Description of the task: Go through the data line by line. Copy each one holding the string "AppError".

Records supplied:
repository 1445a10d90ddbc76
//! Storage provider implementations.

pub mod local;

pub use local::LocalStorageProvider;
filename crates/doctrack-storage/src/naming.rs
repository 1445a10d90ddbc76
//! Conflict-free document names.

use doctrack_core::error::AppError;
use doctrack_core::result::AppResult;
use doctrack_core::traits::StorageProvider;
use doctrack_entity::document::DocumentRef;

use crate::layout::StorageLayout;

/// Upper bound on suffixes tried before giving up.
const MAX_SUFFIX: u32 = 10_000;

/// Returns `desired.file_name` if no document of that name exists in the
/// user's area, otherwise the first free `"<stem> (<n>).<ext>"`.
pub async fn correct_name(
    storage: &dyn StorageProvider,
    layout: &StorageLayout,
    desired: &DocumentRef,
) -> AppResult<String> {
    if !storage.exists(&layout.storage_path(desired)).await? {
        return Ok(desired.file_name.clone());
    }

    let stem = desired.stem();
    let ext = desired.extension();
    for n in 1..=MAX_SUFFIX {
        let candidate = if ext.is_empty() {
            format!("{stem} ({n})")
        } else {
            format!("{stem} ({n}).{ext}")
        };
        let candidate_doc = desired.sibling(&candidate);
        if !storage.exists(&layout.storage_path(&candidate_doc)).await? {
            return Ok(candidate);
        }
    }

    Err(AppError::conflict(format!(
        "No free name left for '{}'",
        desired.file_name
    )))
}
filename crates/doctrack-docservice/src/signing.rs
//! Token attachment for outbound requests.

use reqwest::RequestBuilder;
use serde_json::Value;

use doctrack_auth::JwtEncoder;
use doctrack_core::config::SignatureConfig;
use doctrack_core::result::AppResult;

/// Signs outbound request bodies when signing is enabled.
#[derive(Debug, Clone)]
pub struct RequestSigner {
    encoder: Option<JwtEncoder>,
    header: String,
}

impl RequestSigner {
    /// Creates a signer; it does nothing unless `config.enabled`.
    pub fn new(config: &SignatureConfig) -> Self {
        Self {
            encoder: config.enabled.then(|| JwtEncoder::new(config)),
            header: config.header.clone(),
        }
    }

    /// Adds `token` to `body` and returns `request` carrying the body and
    /// the signature header.
    pub fn sign_json(&self, request: RequestBuilder, mut body: Value) -> AppResult<RequestBuilder> {
        let Some(encoder) = &self.encoder else {
            return Ok(request.json(&body));
        };

        let header_token = encoder.sign_payload(&body)?;
        let body_token = encoder.sign(&body)?;
        if let Value::Object(map) = &mut body {
            map.insert("token".to_string(), Value::String(body_token));
        }

        Ok(request
            .header(self.header.as_str(), format!("Bearer {header_token}"))
            .json(&body))
    }
}
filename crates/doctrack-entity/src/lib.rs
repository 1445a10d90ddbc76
//! # doctrack-entity
//!
//! Domain models for DocTrack. The callback types mirror the JSON the
//! document service posts to the tracking endpoint; the document types
//! describe what ends up on disk. All models derive `Debug`, `Clone`,
//! `Serialize`, and `Deserialize`.

pub mod callback;
pub mod document;

pub use callback::{ActionType, CallbackEvent, CallbackStatus, ForcesaveType, UserAction};
pub use document::{DocumentMeta, DocumentRef, VersionId, VersionInfo};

Exercise output:
use doctrack_core::error::AppError;
    Err(AppError::conflict(format!(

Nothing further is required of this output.